The impact of government policy on domestic, international and financial issues

 

Adam Spencer is an Assistant Professor in Economics. His broad area of study is macroeconomics.

I aspire to be able to have my research contribute to both academic debates but to also help inform policy decisions.
 
 

What are your research interests?

My broad area of study is macroeconomics. I’m interested in questions pertaining to the impact of government policy on domestic, international and financial issues. I use economic models and computational tools to answer these questions and they’re often quantitative in nature. For instance: what would be the percentage change in GDP caused by reducing the corporate tax rate by 1%?

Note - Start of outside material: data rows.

//! SQLite prediction history
//!
//! One row per predicted match: the model's call, the verified outcome once
//! known, and the feature snapshot the prediction was made from.

use std::collections::BTreeMap;
use std::path::Path;

use chrono::{DateTime, Utc};
use rusqlite::{params, Connection, OptionalExtension};

use crate::features::FeatureVector;
use crate::{DotaError, MatchId, Result};

/// One row of the history table
#[derive(Debug, Clone, PartialEq)]
pub struct HistoryRecord {
    pub id: i64,
    pub match_id: MatchId,
    pub model_prediction: u8,
    pub actual_result: Option<u8>,
    pub timestamp: DateTime<Utc>,
    pub features: FeatureVector,
}

/// Persistence of predictions and verified outcomes
pub trait OutcomeStore {
    /// Record a prediction; returns false if the match was already recorded
    fn insert_if_absent(
        &self,
        match_id: MatchId,
        prediction: u8,
        snapshot: &FeatureVector,
    ) -> Result<bool>;

    /// Patch the verified outcome; returns false if the match is unknown
    fn update_outcome(&self, match_id: MatchId, actual_result: u8) -> Result<bool>;

    /// Resolved rows with `id > cursor`, ascending, at most `limit`
    fn query_unconsumed(&self, cursor: i64, limit: usize) -> Result<Vec<HistoryRecord>>;
}

fn failure(match_id: Option<MatchId>) -> impl Fn(rusqlite::Error) -> DotaError {
    move |e| DotaError::persistence(match_id, e)
}

/// Database connection and operations
pub struct Database {
    conn: Connection,
}

impl Database {
    /// Open or create database at the given path
    pub fn open<P: AsRef<Path>>(path: P) -> Result<Self> {
        let path = path.as_ref();
        if let Some(parent) = path.parent() {
            std::fs::create_dir_all(parent)?;
        }
        let conn = Connection::open(path).map_err(failure(None))?;
        let db = Database { conn };
        db.init_schema()?;
        Ok(db)
    }

    /// Create an in-memory database (for testing)
    pub fn in_memory() -> Result<Self> {
        let conn = Connection::open_in_memory().map_err(failure(None))?;
        let db = Database { conn };
        db.init_schema()?;
        Ok(db)
    }

    fn init_schema(&self) -> Result<()> {
        self.conn
            .execute_batch(
                r#"
            CREATE TABLE IF NOT EXISTS history (
                id INTEGER PRIMARY KEY AUTOINCREMENT,
                match_id INTEGER NOT NULL UNIQUE,
                model_prediction INTEGER NOT NULL,
                actual_result INTEGER NULL,
                timestamp TEXT NOT NULL,
                features TEXT NOT NULL
            );

            CREATE INDEX IF NOT EXISTS idx_history_pending ON history(actual_result);
            "#,
            )
            .map_err(failure(None))?;
        Ok(())
    }

    fn row_to_record(row: &rusqlite::Row) -> rusqlite::Result<(HistoryRecord, String)> {
        let timestamp: String = row.get(4)?;
        let timestamp = DateTime::parse_from_rfc3339(&timestamp)
            .map(|t| t.with_timezone(&Utc))
            .map_err(|e| {
                rusqlite::Error::FromSqlConversionFailure(4, rusqlite::types::Type::Text, Box::new(e))
            })?;
        let features: String = row.get(5)?;
        Ok((
            HistoryRecord {
                id: row.get(0)?,
                match_id: MatchId(row.get(1)?),
                model_prediction: row.get(2)?,
                actual_result: row.get(3)?,
                timestamp,
                features: FeatureVector::default(),
            },
            features,
        ))
    }

    /// Attach the decoded snapshot; a snapshot from another schema is an error
    fn with_snapshot((mut record, features): (HistoryRecord, String)) -> Result<HistoryRecord> {
        let named: BTreeMap<String, f32> = serde_json::from_str(&features)?;
        record.features = FeatureVector::from_named(&named)?;
        Ok(record)
    }

    pub fn get(&self, match_id: MatchId) -> Result<Option<HistoryRecord>> {
        self.conn
            .query_row(
                "SELECT id, match_id, model_prediction, actual_result, timestamp, features
                 FROM history WHERE match_id = ?1",
                params![match_id.0],
                Self::row_to_record,
            )
            .optional()
            .map_err(failure(Some(match_id)))?
            .map(Self::with_snapshot)
            .transpose()
    }

    /// Matches still waiting for a verified outcome, oldest first
    pub fn pending_outcomes(&self) -> Result<Vec<MatchId>> {
        let mut stmt = self
            .conn
            .prepare("SELECT match_id FROM history WHERE actual_result IS NULL ORDER BY id")
            .map_err(failure(None))?;
        let ids = stmt
            .query_map([], |row| Ok(MatchId(row.get(0)?)))
            .map_err(failure(None))?
            .collect::<std::result::Result<Vec<_>, _>>()
            .map_err(failure(None))?;
        Ok(ids)
    }

    pub fn stats(&self) -> Result<HistoryStats> {
        self.conn
            .query_row(
                "SELECT COUNT(*),
                        COUNT(actual_result),
                        COALESCE(SUM(CASE WHEN actual_result = model_prediction THEN 1 ELSE 0 END), 0),
                        MAX(id)
                 FROM history",
                [],
                |row| {
                    let total: i64 = row.get(0)?;
                    let resolved: i64 = row.get(1)?;
                    let correct: i64 = row.get(2)?;
                    Ok(HistoryStats {
                        total: total as usize,
                        resolved: resolved as usize,
                        correct: correct as usize,
                        last_id: row.get(3)?,
                    })
                },
            )
            .map_err(failure(None))
    }
}

impl OutcomeStore for Database {
    fn insert_if_absent(
        &self,
        match_id: MatchId,
        prediction: u8,
        snapshot: &FeatureVector,
    ) -> Result<bool> {
        let features = serde_json::to_string(&snapshot.to_named())?;
        let inserted = self
            .conn
            .execute(
                "INSERT OR IGNORE INTO history (match_id, model_prediction, actual_result, timestamp, features)
                 VALUES (?1, ?2, NULL, ?3, ?4)",
                params![match_id.0, prediction, Utc::now().to_rfc3339(), features],
            )
            .map_err(failure(Some(match_id)))?;
        if inserted == 0 {
            log::debug!("Match {} already recorded", match_id);
        }
        Ok(inserted > 0)
    }

    fn update_outcome(&self, match_id: MatchId, actual_result: u8) -> Result<bool> {
        let updated = self
            .conn
            .execute(
                "UPDATE history SET actual_result = ?1 WHERE match_id = ?2",
                params![actual_result, match_id.0],
            )
            .map_err(failure(Some(match_id)))?;
        if updated == 0 {
            log::warn!("No prediction recorded for match {}; outcome ignored", match_id);
        }
        Ok(updated > 0)
    }

    fn query_unconsumed(&self, cursor: i64, limit: usize) -> Result<Vec<HistoryRecord>> {
        let mut stmt = self
            .conn
            .prepare(
                "SELECT id, match_id, model_prediction, actual_result, timestamp, features
                 FROM history
                 WHERE id > ?1 AND actual_result IS NOT NULL
                 ORDER BY id ASC
                 LIMIT ?2",
            )
            .map_err(failure(None))?;
        let rows = stmt
            .query_map(params![cursor, limit as i64], Self::row_to_record)
            .map_err(failure(None))?
            .collect::<std::result::Result<Vec<_>, _>>()
            .map_err(failure(None))?;
        rows.into_iter().map(Self::with_snapshot).collect()
    }
}

/// History table summary
#[derive(Debug, Clone, PartialEq)]
pub struct HistoryStats {
    pub total: usize,
    pub resolved: usize,
    /// Resolved rows the model called correctly
    pub correct: usize,
    pub last_id: Option<i64>,
}

impl HistoryStats {
    pub fn pending(&self) -> usize {
        self.total - self.resolved
    }

    pub fn accuracy(&self) -> Option<f64> {
        if self.resolved == 0 {
            None
        } else {
            Some(self.correct as f64 / self.resolved as f64)
        }
    }
}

What inspired you to pursue this field?

You can open-up a newspaper each day and see tons of interesting economic concepts interacting, so it’s not hard to motivate the study of these issues. From a methodological viewpoint, it’s great fun to do math, play with computers and to present your findings to researchers both verbally and in written form. A professor I had in graduate school described economics as formal mathematics applied to important social problems: this synthesis really summarises my attraction to the field.

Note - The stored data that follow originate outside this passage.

//! League ingestion
//!
//! Walks a league's finished matches and turns each valid one into a
//! labelled dataset row. Malformed matches are skipped, and cancellation is
//! checked between matches so rows already built stay usable.

use super::builder::EntityBuilder;
use super::dataset::DatasetRow;
use super::telemetry::{decode, LeagueMatchPayload, LeaguePayload, Resource};
use crate::{DotaError, MatchId, Result};

#[derive(Debug, Clone, Default)]
pub struct IngestReport {
    pub rows: Vec<DatasetRow>,
    pub skipped: usize,
    pub cancelled: bool,
}

enum Step {
    Row(DatasetRow),
    Skip,
    Cancelled,
}

fn ingest_one(builder: &EntityBuilder, listed: &LeagueMatchPayload) -> Step {
    let id = MatchId(listed.match_id);
    let roster = match builder.try_match_roster(id) {
        Ok(roster) => roster,
        Err(e) => {
            log::warn!("Skipping match {}: {}", id, e);
            return Step::Skip;
        }
    };

    let built = builder
        .build_match(&roster)
        .map(|m| m.with_outcome(roster.radiant_win.or(listed.radiant_win)));
    match built {
        Ok(m) => match DatasetRow::from_match(&m) {
            Some(row) => Step::Row(row),
            None => {
                log::info!("Skipping match {}: no outcome", id);
                Step::Skip
            }
        },
        Err(e @ (DotaError::InvalidRosterSize { .. } | DotaError::UnresolvedPick { .. })) => {
            log::info!("Skipping match {}: {}", id, e);
            Step::Skip
        }
        Err(DotaError::FetchBlocking { .. }) if builder.fetcher().cancel_token().is_cancelled() => {
            Step::Cancelled
        }
        Err(e) => {
            log::warn!("Skipping match {}: {}", id, e);
            Step::Skip
        }
    }
}

/// Known leagues, restricted to `tiers` unless it is empty
pub fn list_leagues(builder: &EntityBuilder, tiers: &[String]) -> Result<Vec<LeaguePayload>> {
    let leagues: Vec<LeaguePayload> = decode(builder.fetcher().fetch_blocking(&Resource::Leagues)?)?;
    Ok(leagues
        .into_iter()
        .filter(|l| {
            tiers.is_empty()
                || l.tier
                    .as_deref()
                    .is_some_and(|t| tiers.iter().any(|wanted| wanted.eq_ignore_ascii_case(t)))
        })
        .collect())
}

/// Build dataset rows for every finished match of a league
pub fn ingest_league(builder: &EntityBuilder, league_id: i64) -> Result<IngestReport> {
    let cancel = builder.fetcher().cancel_token().clone();
    let listed: Vec<LeagueMatchPayload> =
        decode(builder.fetcher().fetch_blocking(&Resource::LeagueMatches(league_id))?)?;
    log::info!("League {}: {} matches listed", league_id, listed.len());

    let mut report = IngestReport::default();
    for (i, entry) in listed.iter().enumerate() {
        if cancel.is_cancelled() {
            report.cancelled = true;
            break;
        }
        match ingest_one(builder, entry) {
            Step::Row(row) => report.rows.push(row),
            Step::Skip => report.skipped += 1,
            Step::Cancelled => {
                report.cancelled = true;
                break;
            }
        }
        if (i + 1) % 10 == 0 {
            log::info!("Processed {}/{} matches", i + 1, listed.len());
        }
    }

    log::info!(
        "League {}: {} rows, {} skipped{}",
        league_id,
        report.rows.len(),
        report.skipped,
        if report.cancelled { ", cancelled" } else { "" }
    );
    Ok(report)
}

What is the impact of your research?

It’s a bit early to say at this early stage. But I aspire to be able to have my research contribute to both academic debates but to also help inform policy decisions.

How does you research influence your teaching?

I’ve gotten a lot of benefit in the past from giving lectures in my classes on the specific topics I work on for research. To teach something, you need to be very clear on the intuition and reasoning behind a result. Distilling my findings into a compact story that I can tell to a group of students is very useful for clarifying my own understanding.

What are the challenges in your field?

Isolating the impact of some policy change can be difficult to do due to confounding factors. For instance, some of my research studies the impact of changes to the tax treatment of multinationals in the US Tax Cuts and Jobs Act. Inferring this effect in the face of other largescale policies, like the trade war, is challenging to do by looking at the data alone. This is part of the reason why we use economic models: you construct a laboratory with firms and households behaving optimally and calibrate it to data. You can then use it to run policy counterfactuals without having to worry about such confounders.